*** Opening of The records ***

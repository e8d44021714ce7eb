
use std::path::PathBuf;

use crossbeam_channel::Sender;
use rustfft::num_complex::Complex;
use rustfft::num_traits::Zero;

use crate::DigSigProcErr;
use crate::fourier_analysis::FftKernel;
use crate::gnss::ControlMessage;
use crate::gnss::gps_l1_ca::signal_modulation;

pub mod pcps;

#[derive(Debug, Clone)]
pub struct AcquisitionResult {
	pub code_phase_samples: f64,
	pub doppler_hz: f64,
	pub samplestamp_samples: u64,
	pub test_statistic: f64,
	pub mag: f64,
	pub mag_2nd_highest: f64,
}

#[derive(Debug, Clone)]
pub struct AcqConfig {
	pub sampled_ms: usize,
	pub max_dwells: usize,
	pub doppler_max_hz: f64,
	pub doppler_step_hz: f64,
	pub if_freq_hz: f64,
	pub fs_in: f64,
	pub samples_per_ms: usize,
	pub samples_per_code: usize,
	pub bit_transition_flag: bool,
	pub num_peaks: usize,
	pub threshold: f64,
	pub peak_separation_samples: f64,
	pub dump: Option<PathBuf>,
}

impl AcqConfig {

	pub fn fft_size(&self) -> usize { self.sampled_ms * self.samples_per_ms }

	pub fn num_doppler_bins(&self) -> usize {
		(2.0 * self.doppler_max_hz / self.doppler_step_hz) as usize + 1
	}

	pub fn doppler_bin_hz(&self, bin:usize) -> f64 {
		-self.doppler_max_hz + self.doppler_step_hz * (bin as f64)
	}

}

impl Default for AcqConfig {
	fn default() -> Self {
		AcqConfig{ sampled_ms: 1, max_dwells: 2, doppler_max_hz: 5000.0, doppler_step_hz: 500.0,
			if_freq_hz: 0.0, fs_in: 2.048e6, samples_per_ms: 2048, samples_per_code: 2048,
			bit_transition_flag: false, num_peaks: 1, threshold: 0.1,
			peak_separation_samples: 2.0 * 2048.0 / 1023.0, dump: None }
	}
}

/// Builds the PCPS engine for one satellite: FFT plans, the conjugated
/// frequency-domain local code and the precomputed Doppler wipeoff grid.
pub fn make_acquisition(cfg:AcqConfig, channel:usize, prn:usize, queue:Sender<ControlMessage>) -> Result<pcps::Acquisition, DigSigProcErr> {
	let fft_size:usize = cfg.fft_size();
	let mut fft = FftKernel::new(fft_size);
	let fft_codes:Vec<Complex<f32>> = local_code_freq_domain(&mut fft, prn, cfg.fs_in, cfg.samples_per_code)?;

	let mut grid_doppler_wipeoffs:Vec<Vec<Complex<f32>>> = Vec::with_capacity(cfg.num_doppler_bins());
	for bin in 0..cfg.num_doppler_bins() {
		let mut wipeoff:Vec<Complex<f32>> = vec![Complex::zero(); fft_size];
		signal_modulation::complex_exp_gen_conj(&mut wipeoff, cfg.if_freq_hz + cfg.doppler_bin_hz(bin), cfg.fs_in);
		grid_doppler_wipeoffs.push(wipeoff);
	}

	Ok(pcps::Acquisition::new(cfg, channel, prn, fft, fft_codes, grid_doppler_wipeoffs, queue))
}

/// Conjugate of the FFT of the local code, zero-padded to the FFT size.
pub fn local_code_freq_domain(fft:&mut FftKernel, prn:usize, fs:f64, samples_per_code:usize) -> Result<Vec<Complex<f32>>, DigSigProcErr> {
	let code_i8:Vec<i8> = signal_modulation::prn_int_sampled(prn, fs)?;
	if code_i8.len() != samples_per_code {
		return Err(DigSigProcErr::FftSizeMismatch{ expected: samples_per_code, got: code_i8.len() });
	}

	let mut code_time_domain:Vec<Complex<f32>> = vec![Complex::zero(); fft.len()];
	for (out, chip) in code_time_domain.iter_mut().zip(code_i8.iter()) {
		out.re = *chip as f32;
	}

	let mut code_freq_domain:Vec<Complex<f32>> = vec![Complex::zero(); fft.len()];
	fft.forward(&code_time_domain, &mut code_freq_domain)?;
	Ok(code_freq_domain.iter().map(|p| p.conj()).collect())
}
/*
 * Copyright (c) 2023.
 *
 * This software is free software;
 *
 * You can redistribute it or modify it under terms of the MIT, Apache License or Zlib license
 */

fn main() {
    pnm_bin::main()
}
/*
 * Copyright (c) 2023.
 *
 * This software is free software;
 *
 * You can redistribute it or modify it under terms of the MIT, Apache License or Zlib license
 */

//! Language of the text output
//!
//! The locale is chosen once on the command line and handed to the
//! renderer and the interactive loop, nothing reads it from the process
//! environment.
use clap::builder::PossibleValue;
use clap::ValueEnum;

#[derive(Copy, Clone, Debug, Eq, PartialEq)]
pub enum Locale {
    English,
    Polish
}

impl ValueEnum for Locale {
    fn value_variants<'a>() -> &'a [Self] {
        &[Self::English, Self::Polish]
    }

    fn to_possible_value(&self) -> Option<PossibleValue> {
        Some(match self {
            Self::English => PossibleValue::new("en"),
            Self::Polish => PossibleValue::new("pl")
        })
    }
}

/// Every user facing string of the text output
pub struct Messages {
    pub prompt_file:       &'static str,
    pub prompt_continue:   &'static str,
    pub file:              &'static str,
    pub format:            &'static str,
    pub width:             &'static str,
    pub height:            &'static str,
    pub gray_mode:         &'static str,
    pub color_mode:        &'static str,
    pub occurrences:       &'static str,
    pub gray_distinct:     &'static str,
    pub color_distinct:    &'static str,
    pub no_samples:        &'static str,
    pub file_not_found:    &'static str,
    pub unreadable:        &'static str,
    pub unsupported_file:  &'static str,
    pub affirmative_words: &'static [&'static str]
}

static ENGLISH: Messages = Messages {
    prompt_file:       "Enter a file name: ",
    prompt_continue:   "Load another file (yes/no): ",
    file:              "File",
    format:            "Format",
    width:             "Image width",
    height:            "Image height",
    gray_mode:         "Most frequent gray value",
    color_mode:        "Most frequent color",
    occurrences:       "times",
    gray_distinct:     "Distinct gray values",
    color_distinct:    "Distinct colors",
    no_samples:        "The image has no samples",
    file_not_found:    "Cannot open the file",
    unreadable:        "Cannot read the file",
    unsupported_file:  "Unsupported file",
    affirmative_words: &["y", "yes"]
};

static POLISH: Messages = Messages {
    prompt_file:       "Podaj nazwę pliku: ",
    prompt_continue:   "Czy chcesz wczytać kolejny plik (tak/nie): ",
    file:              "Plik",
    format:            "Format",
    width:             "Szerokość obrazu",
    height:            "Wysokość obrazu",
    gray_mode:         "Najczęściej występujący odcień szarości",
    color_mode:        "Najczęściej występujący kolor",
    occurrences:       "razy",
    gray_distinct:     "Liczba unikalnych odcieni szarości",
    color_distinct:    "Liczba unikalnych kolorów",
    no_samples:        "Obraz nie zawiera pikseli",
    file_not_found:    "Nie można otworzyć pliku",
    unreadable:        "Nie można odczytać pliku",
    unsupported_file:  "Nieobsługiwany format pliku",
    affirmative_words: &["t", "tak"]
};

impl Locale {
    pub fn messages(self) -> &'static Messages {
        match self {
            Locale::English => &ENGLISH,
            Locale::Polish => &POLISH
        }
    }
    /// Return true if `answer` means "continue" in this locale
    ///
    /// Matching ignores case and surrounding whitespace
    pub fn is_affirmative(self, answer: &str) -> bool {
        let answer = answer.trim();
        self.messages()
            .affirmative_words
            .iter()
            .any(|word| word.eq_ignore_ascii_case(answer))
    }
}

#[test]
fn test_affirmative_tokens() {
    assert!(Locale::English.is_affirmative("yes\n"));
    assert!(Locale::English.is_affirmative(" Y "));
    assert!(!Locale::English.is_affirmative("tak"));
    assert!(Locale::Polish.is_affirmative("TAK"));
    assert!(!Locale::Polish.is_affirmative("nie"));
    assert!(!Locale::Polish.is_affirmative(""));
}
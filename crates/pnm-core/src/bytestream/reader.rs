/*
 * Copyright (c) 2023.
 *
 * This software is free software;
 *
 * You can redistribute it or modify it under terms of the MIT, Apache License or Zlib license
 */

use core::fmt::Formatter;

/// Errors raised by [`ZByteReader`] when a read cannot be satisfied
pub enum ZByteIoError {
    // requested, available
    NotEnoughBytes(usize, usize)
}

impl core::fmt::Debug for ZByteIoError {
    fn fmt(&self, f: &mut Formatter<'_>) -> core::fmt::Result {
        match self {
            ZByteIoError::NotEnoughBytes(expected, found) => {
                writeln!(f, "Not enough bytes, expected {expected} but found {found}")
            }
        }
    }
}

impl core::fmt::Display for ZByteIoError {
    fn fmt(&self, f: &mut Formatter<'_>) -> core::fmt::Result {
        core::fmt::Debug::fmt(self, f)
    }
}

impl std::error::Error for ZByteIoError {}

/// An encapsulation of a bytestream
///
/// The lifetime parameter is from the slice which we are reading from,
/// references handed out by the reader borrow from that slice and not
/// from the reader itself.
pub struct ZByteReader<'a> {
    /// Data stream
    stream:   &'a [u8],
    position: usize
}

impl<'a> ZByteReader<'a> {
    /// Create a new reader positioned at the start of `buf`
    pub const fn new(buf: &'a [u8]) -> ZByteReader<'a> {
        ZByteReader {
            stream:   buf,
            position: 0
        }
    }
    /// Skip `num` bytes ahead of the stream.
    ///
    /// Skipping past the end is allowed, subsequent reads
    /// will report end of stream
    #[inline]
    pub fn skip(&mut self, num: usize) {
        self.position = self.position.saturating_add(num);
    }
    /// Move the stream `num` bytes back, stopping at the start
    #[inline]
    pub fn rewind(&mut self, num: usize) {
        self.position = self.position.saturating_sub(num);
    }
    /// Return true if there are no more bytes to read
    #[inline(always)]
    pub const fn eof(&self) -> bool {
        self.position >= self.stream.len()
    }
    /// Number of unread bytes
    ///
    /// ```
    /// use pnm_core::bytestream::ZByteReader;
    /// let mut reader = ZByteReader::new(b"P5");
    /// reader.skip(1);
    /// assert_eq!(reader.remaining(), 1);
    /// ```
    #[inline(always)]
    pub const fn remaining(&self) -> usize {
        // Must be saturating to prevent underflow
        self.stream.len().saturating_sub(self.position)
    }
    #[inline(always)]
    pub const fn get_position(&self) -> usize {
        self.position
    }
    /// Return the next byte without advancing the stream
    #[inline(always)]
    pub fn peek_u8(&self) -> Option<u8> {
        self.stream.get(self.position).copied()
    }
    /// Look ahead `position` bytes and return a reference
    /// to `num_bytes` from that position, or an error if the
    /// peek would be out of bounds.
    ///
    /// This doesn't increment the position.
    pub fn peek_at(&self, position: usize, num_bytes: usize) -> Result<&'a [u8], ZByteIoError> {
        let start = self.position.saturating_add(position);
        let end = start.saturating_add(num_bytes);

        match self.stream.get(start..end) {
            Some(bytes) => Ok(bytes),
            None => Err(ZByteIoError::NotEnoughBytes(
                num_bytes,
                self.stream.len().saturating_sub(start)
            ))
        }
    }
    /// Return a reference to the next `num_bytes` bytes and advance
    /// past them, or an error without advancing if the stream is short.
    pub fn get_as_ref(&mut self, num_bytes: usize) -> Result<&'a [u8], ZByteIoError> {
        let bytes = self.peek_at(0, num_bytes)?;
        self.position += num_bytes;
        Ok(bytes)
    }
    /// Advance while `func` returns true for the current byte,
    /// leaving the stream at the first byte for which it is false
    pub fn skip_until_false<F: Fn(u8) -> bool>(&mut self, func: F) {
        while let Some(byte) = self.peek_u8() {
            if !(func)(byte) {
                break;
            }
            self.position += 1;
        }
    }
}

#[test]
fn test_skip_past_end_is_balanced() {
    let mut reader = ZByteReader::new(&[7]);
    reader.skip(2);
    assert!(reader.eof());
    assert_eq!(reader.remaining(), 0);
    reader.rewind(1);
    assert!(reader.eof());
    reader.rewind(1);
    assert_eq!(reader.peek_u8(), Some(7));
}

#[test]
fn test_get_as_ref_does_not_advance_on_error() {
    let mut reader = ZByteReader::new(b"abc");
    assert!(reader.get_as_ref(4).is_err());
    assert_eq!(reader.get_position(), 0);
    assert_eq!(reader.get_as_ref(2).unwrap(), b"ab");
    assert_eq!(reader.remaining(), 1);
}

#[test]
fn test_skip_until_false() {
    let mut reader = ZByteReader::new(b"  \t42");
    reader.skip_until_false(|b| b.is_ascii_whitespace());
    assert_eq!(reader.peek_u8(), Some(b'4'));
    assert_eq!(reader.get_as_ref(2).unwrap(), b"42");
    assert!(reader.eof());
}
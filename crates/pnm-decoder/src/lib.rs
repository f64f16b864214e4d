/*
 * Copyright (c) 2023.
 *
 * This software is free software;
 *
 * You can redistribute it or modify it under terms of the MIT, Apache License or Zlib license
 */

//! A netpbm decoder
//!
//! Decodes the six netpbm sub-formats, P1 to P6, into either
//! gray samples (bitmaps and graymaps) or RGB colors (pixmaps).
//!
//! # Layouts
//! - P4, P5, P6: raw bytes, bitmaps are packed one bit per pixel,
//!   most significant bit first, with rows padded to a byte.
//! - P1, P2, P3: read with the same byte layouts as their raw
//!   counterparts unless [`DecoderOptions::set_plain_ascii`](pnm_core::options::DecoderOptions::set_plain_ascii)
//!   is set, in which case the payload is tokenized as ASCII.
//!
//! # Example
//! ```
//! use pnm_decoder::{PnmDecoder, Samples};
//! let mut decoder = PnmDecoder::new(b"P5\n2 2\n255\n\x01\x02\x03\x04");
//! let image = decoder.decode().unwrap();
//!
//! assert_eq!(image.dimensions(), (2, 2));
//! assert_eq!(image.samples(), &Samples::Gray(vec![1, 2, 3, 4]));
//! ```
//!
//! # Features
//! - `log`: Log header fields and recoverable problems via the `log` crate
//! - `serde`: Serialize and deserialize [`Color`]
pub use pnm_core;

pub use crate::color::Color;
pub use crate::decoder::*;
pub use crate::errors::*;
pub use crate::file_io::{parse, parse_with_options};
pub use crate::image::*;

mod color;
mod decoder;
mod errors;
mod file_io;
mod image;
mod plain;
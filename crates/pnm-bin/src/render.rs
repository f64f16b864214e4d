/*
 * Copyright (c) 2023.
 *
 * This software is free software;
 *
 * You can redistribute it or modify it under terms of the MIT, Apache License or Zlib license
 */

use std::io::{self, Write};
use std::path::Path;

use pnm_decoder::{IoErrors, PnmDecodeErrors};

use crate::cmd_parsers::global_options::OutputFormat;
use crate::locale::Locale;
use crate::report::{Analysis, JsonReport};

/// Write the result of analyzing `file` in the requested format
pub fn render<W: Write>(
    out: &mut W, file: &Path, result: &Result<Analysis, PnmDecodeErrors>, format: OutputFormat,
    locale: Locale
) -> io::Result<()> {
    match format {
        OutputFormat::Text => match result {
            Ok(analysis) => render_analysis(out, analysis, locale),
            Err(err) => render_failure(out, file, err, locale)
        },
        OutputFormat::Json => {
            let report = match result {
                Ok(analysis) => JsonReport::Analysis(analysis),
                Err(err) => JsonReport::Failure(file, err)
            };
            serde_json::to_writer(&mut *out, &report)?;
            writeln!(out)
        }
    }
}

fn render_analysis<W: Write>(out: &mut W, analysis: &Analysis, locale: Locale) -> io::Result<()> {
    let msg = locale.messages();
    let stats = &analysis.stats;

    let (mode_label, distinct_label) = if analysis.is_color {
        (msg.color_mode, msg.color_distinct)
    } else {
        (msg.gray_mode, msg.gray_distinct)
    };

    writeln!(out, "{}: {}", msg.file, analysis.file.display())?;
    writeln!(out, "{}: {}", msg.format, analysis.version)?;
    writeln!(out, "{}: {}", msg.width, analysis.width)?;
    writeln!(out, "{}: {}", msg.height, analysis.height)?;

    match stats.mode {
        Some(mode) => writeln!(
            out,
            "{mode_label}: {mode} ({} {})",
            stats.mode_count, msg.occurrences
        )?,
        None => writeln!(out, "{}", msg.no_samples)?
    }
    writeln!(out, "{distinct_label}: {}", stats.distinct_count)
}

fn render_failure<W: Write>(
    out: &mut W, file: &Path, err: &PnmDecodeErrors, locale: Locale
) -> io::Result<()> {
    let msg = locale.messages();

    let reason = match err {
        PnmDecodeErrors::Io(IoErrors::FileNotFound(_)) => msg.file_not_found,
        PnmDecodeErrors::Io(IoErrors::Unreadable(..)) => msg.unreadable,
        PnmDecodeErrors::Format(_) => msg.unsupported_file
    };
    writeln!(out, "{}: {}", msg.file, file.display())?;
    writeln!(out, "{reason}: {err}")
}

*** Close of The records ***

# Aim of the exercise
Above are the records. Copy the lines beginning at the one that has "position: 0" and ending with the one that has "let bytes = self.peek_at(0, num_bytes)?;", unchanged.

# Answer box
            position: 0
        }
    }
    /// Skip `num` bytes ahead of the stream.
    ///
    /// Skipping past the end is allowed, subsequent reads
    /// will report end of stream
    #[inline]
    pub fn skip(&mut self, num: usize) {
        self.position = self.position.saturating_add(num);
    }
    /// Move the stream `num` bytes back, stopping at the start
    #[inline]
    pub fn rewind(&mut self, num: usize) {
        self.position = self.position.saturating_sub(num);
    }
    /// Return true if there are no more bytes to read
    #[inline(always)]
    pub const fn eof(&self) -> bool {
        self.position >= self.stream.len()
    }
    /// Number of unread bytes
    ///
    /// ```
    /// use pnm_core::bytestream::ZByteReader;
    /// let mut reader = ZByteReader::new(b"P5");
    /// reader.skip(1);
    /// assert_eq!(reader.remaining(), 1);
    /// ```
    #[inline(always)]
    pub const fn remaining(&self) -> usize {
        // Must be saturating to prevent underflow
        self.stream.len().saturating_sub(self.position)
    }
    #[inline(always)]
    pub const fn get_position(&self) -> usize {
        self.position
    }
    /// Return the next byte without advancing the stream
    #[inline(always)]
    pub fn peek_u8(&self) -> Option<u8> {
        self.stream.get(self.position).copied()
    }
    /// Look ahead `position` bytes and return a reference
    /// to `num_bytes` from that position, or an error if the
    /// peek would be out of bounds.
    ///
    /// This doesn't increment the position.
    pub fn peek_at(&self, position: usize, num_bytes: usize) -> Result<&'a [u8], ZByteIoError> {
        let start = self.position.saturating_add(position);
        let end = start.saturating_add(num_bytes);

        match self.stream.get(start..end) {
            Some(bytes) => Ok(bytes),
            None => Err(ZByteIoError::NotEnoughBytes(
                num_bytes,
                self.stream.len().saturating_sub(start)
            ))
        }
    }
    /// Return a reference to the next `num_bytes` bytes and advance
    /// past them, or an error without advancing if the stream is short.
    pub fn get_as_ref(&mut self, num_bytes: usize) -> Result<&'a [u8], ZByteIoError> {
        let bytes = self.peek_at(0, num_bytes)?;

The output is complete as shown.